5 Reasons Why “The Satapur Moonstone” Deserves to Rule Your TBR!

I must admit I am a bit drawn away from my desk as I type this. Because when you finish a book about the most treacherous adventure(s) ever and your immediate surroundings reflect a state the exact opposite of what you’ve devoured, withdrawal symptoms are not a surprise. In which adventure was I then? Of Sujata Massey’s brilliantly penned The Satapur Moonstone, the second in the series of Perveen Mistry’s adventures. And I am here to tell you, yes you the ardent Agatha devourer, why this stunningly plotted mystery has to be your next read.
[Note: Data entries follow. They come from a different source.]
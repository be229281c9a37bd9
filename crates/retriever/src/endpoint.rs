use did_utils::{didcore::Document, ldmodel::Context};

/// Picks the websocket endpoint out of a DID document's service list: the
/// first `serviceEndpoint` starting with `ws` (covers both `ws://` and
/// `wss://`). `None` if the document carries no such service.
pub fn ws_endpoint(doc: &Document) -> Option<String> {
    doc.service
        .as_ref()?
        .iter()
        .map(|s| s.service_endpoint.clone())
        .find(|endpoint| endpoint.starts_with("ws"))
}

#[cfg(test)]
mod tests {
    use super::*;
    use did_utils::didcore::Service;

    fn doc_with(endpoints: Vec<&str>) -> Document {
        let mut doc = Document::new(Context::SingleString("https://www.w3.org/ns/did/v1".to_string()), "did:peer:2.test".to_string());
        doc.service = Some(
            endpoints
                .into_iter()
                .map(|e| Service {
                    id: "#1".into(),
                    service_type: "did-communication".into(),
                    service_endpoint: e.into(),
                    additional_properties: None,
                })
                .collect(),
        );
        doc
    }

    #[test]
    fn finds_a_ws_endpoint_among_others() {
        let doc = doc_with(vec!["https://agents-r-us.org", "wss://agents-r-us.org/ws"]);
        assert_eq!(ws_endpoint(&doc).as_deref(), Some("wss://agents-r-us.org/ws"));
    }

    #[test]
    fn none_when_no_service_has_a_ws_endpoint() {
        let doc = doc_with(vec!["https://agents-r-us.org"]);
        assert_eq!(ws_endpoint(&doc), None);
    }

    #[test]
    fn none_when_no_service_at_all() {
        let doc = Document::new(Context::SingleString("https://www.w3.org/ns/did/v1".to_string()), "did:peer:2.test".to_string());
        assert_eq!(ws_endpoint(&doc), None);
    }
}
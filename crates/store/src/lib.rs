//! Persistence for connections and the two distinguished identifiers
//! (`agent`, `mediator`). The contract is the original's `store.py`
//! flattened to two backends: an in-memory one for tests and
//! `ENABLE_STORE`-unset deployments, and a `sqlx`-backed one for
//! `sqlite:`/`postgres:` `REPO_URI`s.
//!
//! `REPO_KEY` is accepted but, unlike the original's askar-backed wallet
//! encryption, is not used to encrypt the backing store in this
//! implementation: the persistent key/connection store's encryption-at-rest
//! guarantee is out of scope here (see `SPEC_FULL.md` §1) and is expected to
//! be provided by the deployment (disk encryption, a managed DB) rather than
//! by this crate re-implementing Argon2i-derived wallet keys.

mod memory;
mod sqlx_store;

pub use memory::MemoryStore;
pub use sqlx_store::SqlxStore;

use async_trait::async_trait;
use mediator_core::ConnectionRecord;
use thiserror::Error;

#[derive(Debug, Error)]
pub enum StoreError {
    #[error("backend error: {0}")]
    Backend(String),
    #[error("not found")]
    NotFound,
}

pub type StoreResult<T> = Result<T, StoreError>;

#[async_trait]
pub trait Store: Send + Sync {
    async fn store_connection(&self, verkey: &str, record: ConnectionRecord) -> StoreResult<()>;
    async fn retrieve_connections(&self) -> StoreResult<Vec<ConnectionRecord>>;

    async fn store_agent_key(&self, verkey: &str) -> StoreResult<()>;
    async fn retrieve_agent_key(&self) -> StoreResult<Option<String>>;

    async fn store_mediator_key(&self, verkey: &str) -> StoreResult<()>;
    async fn retrieve_mediator_key(&self) -> StoreResult<Option<String>>;
}

impl From<mediator_core::CoreError> for StoreError {
    fn from(e: mediator_core::CoreError) -> Self {
        StoreError::Backend(e.to_string())
    }
}
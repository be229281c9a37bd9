//! RFC-0160 Connections: invitation, request, response and trust-ping, the
//! legacy handshake the proxy speaks alongside OOB/DID-exchange.

pub mod diddoc;
pub mod extract;
pub mod handlers;
pub mod invitation;
pub mod sig;

use mediator_core::MessageRouter;

pub fn routes() -> MessageRouter {
    MessageRouter::new()
        .register(
            "https://didcomm.org/connections/1.0/request",
            handlers::RequestHandler,
        )
        .register(
            "https://didcomm.org/connections/1.0/response",
            handlers::ResponseHandler,
        )
        .register("https://didcomm.org/trust_ping/1.0/ping", handlers::PingHandler)
        .register(
            "https://didcomm.org/trust_ping/1.0/ping_response",
            handlers::PingResponseHandler,
        )
}

pub use invitation::{create_invitation, receive_invitation};
use base64::{engine::general_purpose::URL_SAFE_NO_PAD, Engine as _};
use did_utils::crypto::{CoreSign, Ed25519KeyPair, Generate, KeyMaterial};
use mediator_core::{message::Message, CoreError, CoreResult};
use serde::{Deserialize, Serialize};
use serde_json::Value;

/// The Aries "signature decorator" (`connection~sig`): a detached Ed25519
/// signature over an 8-byte big-endian timestamp concatenated with the
/// signed document's JSON bytes.
#[derive(Debug, Clone, Serialize, Deserialize)]
pub struct SignatureDecorator {
    #[serde(rename = "@type")]
    pub type_: String,
    pub sig_data: String,
    pub signer: String,
    pub signature: String,
}

const SIG_TYPE: &str = "did:sov:BzCbsNYhMrjHiqZDTUASHg;spec/signature/1.0/ed25519Sha512_single";

/// Builds the bytes actually signed: an 8-byte big-endian timestamp
/// concatenated with the document's JSON bytes.
pub fn sig_data_bytes(doc: &Value, timestamp_secs: u64) -> CoreResult<Vec<u8>> {
    let doc_bytes = serde_json::to_vec(doc).map_err(|e| CoreError::InvalidEnvelope(e.to_string()))?;
    let mut bytes = timestamp_secs.to_be_bytes().to_vec();
    bytes.extend_from_slice(&doc_bytes);
    Ok(bytes)
}

/// Assembles a decorator from an already-computed signature, for callers
/// (like a [`mediator_core::Connection`]) that sign through their own
/// `sign()` method rather than handling an `Ed25519KeyPair` directly.
pub fn assemble(sig_data: Vec<u8>, signature: Vec<u8>, signer_verkey: String) -> SignatureDecorator {
    SignatureDecorator {
        type_: SIG_TYPE.to_string(),
        sig_data: URL_SAFE_NO_PAD.encode(sig_data),
        signer: signer_verkey,
        signature: URL_SAFE_NO_PAD.encode(signature),
    }
}

pub fn sign(doc: &Value, signer: &Ed25519KeyPair, timestamp_secs: u64) -> CoreResult<SignatureDecorator> {
    let sig_data = sig_data_bytes(doc, timestamp_secs)?;
    let signature = signer
        .sign(&sig_data)
        .map_err(|e| CoreError::Transport(format!("{e:?}")))?;
    let signer_verkey = bs58::encode(signer.public_key_bytes().map_err(|e| CoreError::Transport(format!("{e:?}")))?)
        .into_string();
    Ok(assemble(sig_data, signature, signer_verkey))
}

/// Verifies `decorator` was signed by `decorator.signer` and returns the
/// embedded document. Callers that require the signer to equal a specific
/// key (e.g. the invitation key) must check `decorator.signer` themselves.
pub fn verify_and_extract(decorator: &SignatureDecorator) -> CoreResult<Value> {
    let sig_data = URL_SAFE_NO_PAD
        .decode(&decorator.sig_data)
        .map_err(|_| CoreError::SignatureInvalid)?;
    let signature = URL_SAFE_NO_PAD
        .decode(&decorator.signature)
        .map_err(|_| CoreError::SignatureInvalid)?;

    let raw = bs58::decode(&decorator.signer)
        .into_vec()
        .map_err(|_| CoreError::SignatureInvalid)?;
    let raw: [u8; 32] = raw.try_into().map_err(|_| CoreError::SignatureInvalid)?;
    let signer_key = Ed25519KeyPair::from_public_key(&raw).map_err(|_| CoreError::SignatureInvalid)?;

    signer_key
        .verify(&sig_data, &signature)
        .map_err(|_| CoreError::SignatureInvalid)?;

    if sig_data.len() < 8 {
        return Err(CoreError::SignatureInvalid);
    }
    let doc_bytes = &sig_data[8..];
    serde_json::from_slice(doc_bytes).map_err(|_| CoreError::SignatureInvalid)
}

pub fn message_body_from_decorator(decorator: SignatureDecorator) -> Value {
    serde_json::json!({ "connection~sig": decorator })
}

pub fn decorator_from_message(msg: &Message) -> CoreResult<SignatureDecorator> {
    let sig = msg
        .body
        .get("connection~sig")
        .cloned()
        .ok_or(CoreError::SignatureInvalid)?;
    serde_json::from_value(sig).map_err(|_| CoreError::SignatureInvalid)
}

#[cfg(test)]
mod tests {
    use super::*;

    #[test]
    fn sign_then_verify_roundtrip() {
        let signer = Ed25519KeyPair::new().unwrap();
        let doc = serde_json::json!({"hello": "world"});
        let decorator = sign(&doc, &signer, 1_700_000_000).unwrap();

        let extracted = verify_and_extract(&decorator).unwrap();
        assert_eq!(extracted, doc);
    }

    #[test]
    fn tampered_signature_is_rejected() {
        let signer = Ed25519KeyPair::new().unwrap();
        let doc = serde_json::json!({"hello": "world"});
        let mut decorator = sign(&doc, &signer, 1_700_000_000).unwrap();
        decorator.signature = URL_SAFE_NO_PAD.encode(b"not a real signature padded to 64 bytes!!!!!!!!!!!!!!!!!!!!!!!!");

        assert!(verify_and_extract(&decorator).is_err());
    }
}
Smart, strong, feminist lawyer, anyone?

Battling sexism thrown in casually like everyday dal chawal is a strict no-no for our feminist heroine Perveen Mistry who takes her character from the first Indian woman to study law in Oxford, Cornelia Sorabji. Whether it is the high-ranking English officers spewing, “but women can’t be lawyers” or the maharajas trying to dissuade her from her mission, P.J Mistry gives them all a much-needed, healthy dose of feminism. My notebooks are drenched in Perveen’s sass now, men beware!

Every step is an adventure to behold

The royals are in danger and Perveen has her suspicious eyes sprawling all over the finely made Satapur palace ? mystery and adventure are woven like the tightest of friends you can imagine.

Did I mention dark jungles emulating our imaginations of screeching noises of animals and a looming fear of being eaten alive? Whether it is travelling in black jungles holding years of secrets (mortal and immortal) or investigating the royals all of whom have layers of codes beneath, adventure is the word you’ll search for in all your reads post Satapur.

Colonial India like you are living right in it

Circuit houses? Tick. Tall doorways opening to ornate mosaics on marble walls? Tick tick. Gilded portraits adorning palace walls? Tick tick tick. Massey knows how to construct palaces, houses, even Bombay (especially Bombay) as they were in colonial India with such precision that you forget all that is left now are remnants in sites bolstering our heritage pride and a Mumbai that still holds its dreaminess despite becoming shinier.

Some Agatha for your mysterious soul

Imagine who you were becoming sure of being a conspirator dying, mysterious deaths, ulterior interests, and the horrifying stories of a jungle that seems to close in on you. Whether it is the protagonist or the setting or the case of the royal danger, everything contributes to the subtly built mysterious setting of Satapur that only gets starker and delicious as you near the end.

The Satapur Moonstone can easily have a Bollywood version and I will not be surprised if it becomes a Box Office topper!

The drama never ends

Should it even? Massey sticks to it like it is holding her history, mystery, and adventure in a gripping knit but doesn’t let it overpower the mystery for you to even think of putting the book down. So yes there’s romance, the shy, unbelieving, a subtle head over heels kind; a blaring saas-bahu drama catching roots since well the saas-bahu were joined to each other; and a lot of build-up before you confirm your suspicions of solving the mystery before Massey (which is difficult since Massey crafts the suspense so well!).

So what I am saying is simple: if The Satapur Moonstone is not on your TBR, what are you waiting for yaar? Go grab a copy now!